▶ [Task objective]:
Each line of the data below that carries the word "derive" needs to be copied.

▶ [Study material]:

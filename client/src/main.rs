use anyhow::{Context, Result};
use clap::{Parser, Subcommand};
use common::{Command, ItemKind, Response};
use tokio::io::{AsyncBufReadExt, AsyncWriteExt, BufReader};
use tokio::net::UnixStream;

#[derive(Parser)]
#[command(name = "animctl")]
#[command(about = "Animation playback host control", long_about = None)]
#[command(version)]
struct Cli {
    #[command(subcommand)]
    command: Commands,
}

#[derive(Subcommand)]
enum Commands {
    /// Play an animation file on a headless preview surface
    Play {
        /// Path to the animation file
        path: String,

        /// Item kind (raster, video, vector)
        #[arg(short, long, default_value = "raster")]
        kind: String,

        /// Stop after the first full loop
        #[arg(long)]
        once: bool,

        /// Surface width in pixels
        #[arg(long, default_value = "512")]
        width: u32,

        /// Surface height in pixels
        #[arg(long, default_value = "512")]
        height: u32,
    },

    /// Stop a preview surface
    Stop {
        /// Surface id printed by `play`
        surface: u64,
    },

    /// Hold a global freeze (pauses decoding)
    Freeze,

    /// Release one global freeze
    Unfreeze,

    /// Disk frame cache commands
    Cache {
        #[command(subcommand)]
        action: CacheCommands,
    },

    /// Query host status and live actors
    Query,

    /// Kill the running host
    Kill,

    /// Ping the host to check if it's running
    Ping,

    /// Show resource usage and performance mode
    Resources,

    /// Set performance mode (performance, balanced, powersave)
    Mode {
        mode: String,
    },
}

#[derive(Subcommand)]
enum CacheCommands {
    /// Delete expired and orphaned cache entries now
    Gc,

    /// Delete the whole frame cache
    Clear,
}

#[tokio::main]
async fn main() -> Result<()> {
    let cli = Cli::parse();

    let command = match cli.command {
        Commands::Play {
            path,
            kind,
            once,
            width,
            height,
        } => {
            let kind = parse_kind(&kind)?;
            let path = std::fs::canonicalize(&path)
                .with_context(|| format!("Cannot resolve {}", path))?
                .to_string_lossy()
                .to_string();
            Command::Play {
                path,
                kind,
                play_once: once,
                width,
                height,
            }
        }
        Commands::Stop { surface } => Command::Stop { surface },
        Commands::Freeze => Command::Freeze,
        Commands::Unfreeze => Command::Unfreeze,
        Commands::Cache { action } => match action {
            CacheCommands::Gc => Command::CacheGc,
            CacheCommands::Clear => Command::CacheClear,
        },
        Commands::Query => Command::Query,
        Commands::Kill => Command::Kill,
        Commands::Ping => Command::Ping,
        Commands::Resources => Command::GetResources,
        Commands::Mode { mode } => Command::SetPerformanceMode { mode },
    };

    match send_command(command).await {
        Ok(response) => {
            handle_response(response);
            Ok(())
        }
        Err(e) => {
            eprintln!("Error: {}", e);
            eprintln!("\nIs the host running? Try starting it with: animd");
            std::process::exit(1);
        }
    }
}

async fn send_command(command: Command) -> Result<Response> {
    let socket_path = common::get_socket_path();

    let stream = UnixStream::connect(&socket_path).await?;
    let (reader, mut writer) = stream.into_split();
    let mut reader = BufReader::new(reader);

    // Send command
    let command_json = serde_json::to_string(&command)?;
    writer.write_all(command_json.as_bytes()).await?;
    writer.write_all(b"\n").await?;
    writer.flush().await?;

    // Read response
    let mut response_line = String::new();
    reader.read_line(&mut response_line).await?;

    let response: Response = serde_json::from_str(&response_line)?;
    Ok(response)
}

fn handle_response(response: Response) {
    match response {
        Response::Ok => {
            println!("✓ Success");
        }
        Response::Error(e) => {
            eprintln!("✗ Error: {}", e);
            std::process::exit(1);
        }
        Response::Status(status) => {
            println!("Host Status:");
            println!("  Version: {}", status.version);
            println!("  Uptime: {}s", status.uptime_secs);
            println!("  Performance Mode: {}", status.performance_mode);
            println!("  Freezes Held: {}", status.freeze_count);
            if status.cache.enabled {
                println!(
                    "  Frame Cache: {} ({} entries)",
                    status.cache.directory, status.cache.entries
                );
            } else {
                println!("  Frame Cache: disabled");
            }
            println!("  Actors:");
            if status.actors.is_empty() {
                println!("    (none)");
            }
            for actor in status.actors {
                println!(
                    "    file {} [{}] {} - {} watcher(s), {} frames{}",
                    actor.file_id,
                    actor.kind.name(),
                    actor.state,
                    actor.watchers,
                    actor.frames_decoded,
                    if actor.has_looped { ", looped" } else { "" }
                );
            }
        }
        Response::Pong => {
            println!("✓ Host is running");
        }
        Response::Resources(res) => {
            println!("Resource Status:");
            println!("  Performance Mode: {}", res.performance_mode);
            println!("  Memory Usage: {} MB", res.memory_mb);
            println!("  CPU Usage: {:.1}%", res.cpu_percent);
            println!("  Power: {}", if res.on_battery { "Battery" } else { "AC" });
            if let Some(pct) = res.battery_percent {
                println!("  Battery: {}%", pct);
            }
        }
        Response::Surface(id) => {
            println!("✓ Playing on surface {}", id);
        }
        Response::Collected { deleted } => {
            println!("✓ Removed {} cache entries", deleted);
        }
    }
}

fn parse_kind(name: &str) -> Result<ItemKind> {
    ItemKind::from_str(name)
        .with_context(|| format!("Unknown kind '{}' (expected raster, video or vector)", name))
}
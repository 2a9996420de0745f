use resolve_domain::{DomainError, ResultLine};

pub trait ResultSink: Send + Sync {
    /// Writes the lines of one target. Lines must never interleave with
    /// lines written concurrently by other tasks.
    fn emit(&self, lines: &[ResultLine]) -> Result<(), DomainError>;
}
use std::fmt;
use std::net::IpAddr;
use std::sync::Arc;

/// A single lookup target: a hostname or an IP literal, trimmed on creation.
#[derive(Debug, Clone, PartialEq, Eq, Hash)]
pub struct Target {
    value: Arc<str>,
}

impl Target {
    pub fn new(value: impl AsRef<str>) -> Self {
        Self {
            value: value.as_ref().trim().into(),
        }
    }

    /// Builds a target from one line of input. Blank lines yield `None`.
    pub fn from_line(line: &str) -> Option<Self> {
        let trimmed = line.trim();
        if trimmed.is_empty() {
            return None;
        }
        Some(Self {
            value: trimmed.into(),
        })
    }

    pub fn as_str(&self) -> &str {
        &self.value
    }

    pub fn kind(&self) -> LookupKind {
        LookupKind::classify(&self.value)
    }
}

impl fmt::Display for Target {
    fn fmt(&self, f: &mut fmt::Formatter<'_>) -> fmt::Result {
        f.write_str(&self.value)
    }
}

impl From<&str> for Target {
    fn from(value: &str) -> Self {
        Target::new(value)
    }
}

impl From<String> for Target {
    fn from(value: String) -> Self {
        Target::new(value)
    }
}

/// Route chosen for a target.
#[derive(Debug, Clone, PartialEq, Eq)]
pub enum LookupKind {
    /// Hostname to addresses.
    Forward,
    /// Address literal to hostnames.
    Reverse(IpAddr),
}

impl LookupKind {
    /// Anything that parses as an IPv4 or IPv6 literal goes the reverse way,
    /// everything else (including malformed addresses) is a hostname.
    pub fn classify(target: &str) -> Self {
        match target.parse::<IpAddr>() {
            Ok(ip) => LookupKind::Reverse(ip),
            Err(_) => LookupKind::Forward,
        }
    }

    pub fn is_reverse(&self) -> bool {
        matches!(self, LookupKind::Reverse(_))
    }
}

▶ [Output of the exercise]:
#[derive(Parser)]
#[derive(Subcommand)]
#[derive(Subcommand)]
#[derive(Debug, Clone, PartialEq, Eq, Hash)]
#[derive(Debug, Clone, PartialEq, Eq)]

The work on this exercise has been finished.